_Exercise data_
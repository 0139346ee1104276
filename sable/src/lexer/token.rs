//! Token definitions

use logos::Logos;

/// Sable token
#[derive(Logos, Debug, Clone, PartialEq)]
#[logos(skip r"[ \t\n\r]+")]
#[logos(skip r"//[^\n]*")]
#[logos(skip r"/\*([^*]|\*[^/])*\*/")]
pub enum Token {
    // Keywords
    #[token("var")]
    Var,
    #[token("const")]
    Const,
    #[token("global")]
    Global,
    #[token("local")]
    Local,
    #[token("func")]
    Func,
    #[token("if")]
    If,
    #[token("else")]
    Else,
    #[token("while")]
    While,
    #[token("for")]
    For,
    #[token("foreach")]
    Foreach,
    #[token("in")]
    In,
    #[token("break")]
    Break,
    #[token("continue")]
    Continue,
    #[token("return")]
    Return,
    #[token("import")]
    Import,
    #[token("ref")]
    Ref,
    #[token("true")]
    True,
    #[token("false")]
    False,
    #[token("null")]
    Null,

    // Literals
    #[regex(r"[0-9]+\.[0-9]+([eE][+-]?[0-9]+)?|[0-9]+[eE][+-]?[0-9]+", |lex| lex.slice().parse::<f64>().ok(), priority = 3)]
    FloatLit(f64),

    #[regex(r"0[xX][0-9a-fA-F][0-9a-fA-F_]*", |lex| {
        let s = lex.slice();
        i64::from_str_radix(&s[2..].replace('_', ""), 16).ok()
    }, priority = 3)]
    #[regex(r"0[bB][01][01_]*", |lex| {
        let s = lex.slice();
        i64::from_str_radix(&s[2..].replace('_', ""), 2).ok()
    }, priority = 3)]
    #[regex(r"[0-9]+", |lex| lex.slice().parse::<i64>().ok(), priority = 2)]
    IntLit(i64),

    #[regex(r#""([^"\\]|\\.)*""#, |lex| {
        let s = lex.slice();
        unescape(&s[1..s.len() - 1])
    })]
    StringLit(String),

    #[regex(r"'([^'\\]|\\.)'", |lex| {
        let s = lex.slice();
        unescape(&s[1..s.len() - 1]).and_then(|s| s.chars().next())
    })]
    CharLit(char),

    #[regex(r"[a-zA-Z_][a-zA-Z0-9_]*", |lex| lex.slice().to_string())]
    Ident(String),

    // Compound assignment
    #[token("+=")]
    PlusEq,
    #[token("-=")]
    MinusEq,
    #[token("*=")]
    StarEq,
    #[token("/=")]
    SlashEq,
    #[token("%=")]
    PercentEq,

    // Increment / decrement
    #[token("++")]
    PlusPlus,
    #[token("--")]
    MinusMinus,

    // Arithmetic
    #[token("+")]
    Plus,
    #[token("-")]
    Minus,
    #[token("*")]
    Star,
    #[token("/")]
    Slash,
    #[token("%")]
    Percent,

    // Comparison
    #[token("==")]
    EqEq,
    #[token("!=")]
    NotEq,
    #[token("<=")]
    LtEq,
    #[token(">=")]
    GtEq,
    #[token("<")]
    Lt,
    #[token(">")]
    Gt,

    // Logical
    #[token("&&")]
    AndAnd,
    #[token("||")]
    OrOr,
    #[token("^^")]
    XorXor,
    #[token("!")]
    Bang,

    // Bitwise
    #[token("&")]
    Amp,
    #[token("|")]
    Pipe,
    #[token("^")]
    Caret,
    #[token("~")]
    Tilde,
    #[token("<<")]
    Shl,
    #[token(">>")]
    Shr,

    // Assignment and punctuation
    #[token("=")]
    Eq,
    #[token("->")]
    Arrow,
    #[token("(")]
    LParen,
    #[token(")")]
    RParen,
    #[token("{")]
    LBrace,
    #[token("}")]
    RBrace,
    #[token("[")]
    LBracket,
    #[token("]")]
    RBracket,
    #[token(",")]
    Comma,
    #[token(";")]
    Semi,
    #[token(":")]
    Colon,
    #[token(".")]
    Dot,
}

/// Process escape sequences in a string or character literal body
fn unescape(inner: &str) -> Option<String> {
    let mut result = String::new();
    let mut chars = inner.chars();
    while let Some(c) = chars.next() {
        if c == '\\' {
            match chars.next() {
                Some('n') => result.push('\n'),
                Some('t') => result.push('\t'),
                Some('r') => result.push('\r'),
                Some('\\') => result.push('\\'),
                Some('"') => result.push('"'),
                Some('\'') => result.push('\''),
                Some('0') => result.push('\0'),
                Some(other) => {
                    result.push('\\');
                    result.push(other);
                }
                None => return None,
            }
        } else {
            result.push(c);
        }
    }
    Some(result)
}
/// Declare a function symbol, extending an existing binding of the same
/// name into an overload bundle when the signature is new. A hoisted
/// symbol (materialized ahead of its declaration statement) is completed
/// in place by a matching declaration.
fn bind_function(
    target: &ScopeRef,
    flags: DeclFlags,
    func: Rc<Function>,
    span: Span,
) -> RuntimeResult<()> {
    let existing = target.borrow().get(&func.name);
    if let Some(sym) = existing {
        let mut v = sym.value.borrow_mut();
        match &mut v.payload {
            Payload::Func(f) => {
                if params_match(f, &func) {
                    if sym.hoisted {
                        *f = func;
                        drop(v);
                        target.borrow_mut().mark_completed(&sym.name);
                        return Ok(());
                    }
                    return Err(RuntimeError::duplicate_declaration(&func.name, span));
                }
                let first = Rc::clone(f);
                let name = func.name.clone();
                v.payload = Payload::Overloads(Overloads {
                    name,
                    variants: vec![first, func],
                    hoisted_pending: 0,
                });
                Ok(())
            }
            Payload::Overloads(o) => {
                if let Some(i) = o.variants.iter().position(|v| params_match(v, &func)) {
                    // a materialized variant is completed by its own
                    // declaration statement; the symbol stays hoisted
                    // until every variant has been
                    if sym.hoisted && o.hoisted_pending > 0 {
                        o.variants[i] = func;
                        o.hoisted_pending -= 1;
                        if o.hoisted_pending == 0 {
                            drop(v);
                            target.borrow_mut().mark_completed(&sym.name);
                        }
                        return Ok(());
                    }
                    return Err(RuntimeError::duplicate_declaration(&func.name, span));
                }
                o.variants.push(func);
                Ok(())
            }
            _ => Err(RuntimeError::duplicate_declaration(&func.name, span)),
        }
    } else {
        let mut sym = Symbol::new(
            func.name.clone(),
            Value::new(Payload::Func(func)).into_ref(),
        );
        sym.is_global = flags.is_global;
        sym.is_local = flags.is_local;
        target.borrow_mut().declare(sym, span)
    }
}

/// Scan an overload bundle in declaration order; first accepting variant
/// wins.
fn select_overload(
    overloads: &Overloads,
    args: &[ValueRef],
    name: &str,
    span: Span,
) -> RuntimeResult<Rc<Function>> {
    for variant in &overloads.variants {
        if variant.accepts(args) {
            return Ok(Rc::clone(variant));
        }
    }
    let count_matches = overloads
        .variants
        .iter()
        .any(|v| v.params.len() == args.len());
    if count_matches {
        Err(RuntimeError::type_mismatch(
            format!("no overload of {name} matches the argument types"),
            span,
        ))
    } else {
        Err(RuntimeError::new(
            super::ErrorKind::InvalidArgumentCount,
            format!("no overload of {name} takes {} argument(s)", args.len()),
            span,
        ))
    }
}

// Unit tests for the evaluator live in tests/language.rs, which drives
// whole programs through the lexer and parser; the pieces are too
// interdependent to test meaningfully in isolation.
//! Sable Interpreter Library
//!
//! A dynamically typed scripting language: lexer, recursive-descent
//! parser, and a tree-walking evaluator with by-reference parameters,
//! function overloading, and a module system.

pub mod ast;
pub mod error;
pub mod interp;
pub mod lexer;
pub mod parser;
pub mod repl;

pub use ast::Span;
pub use error::{CompileError, Result};
pub use interp::Interpreter;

_Problem statement_
Nothing but the lines above from the one containing "of the same" through the one containing "a matching declaration." should appear in the answer, each repeated exactly.

_Solution_
/// Declare a function symbol, extending an existing binding of the same
/// name into an overload bundle when the signature is new. A hoisted
/// symbol (materialized ahead of its declaration statement) is completed
/// in place by a matching declaration.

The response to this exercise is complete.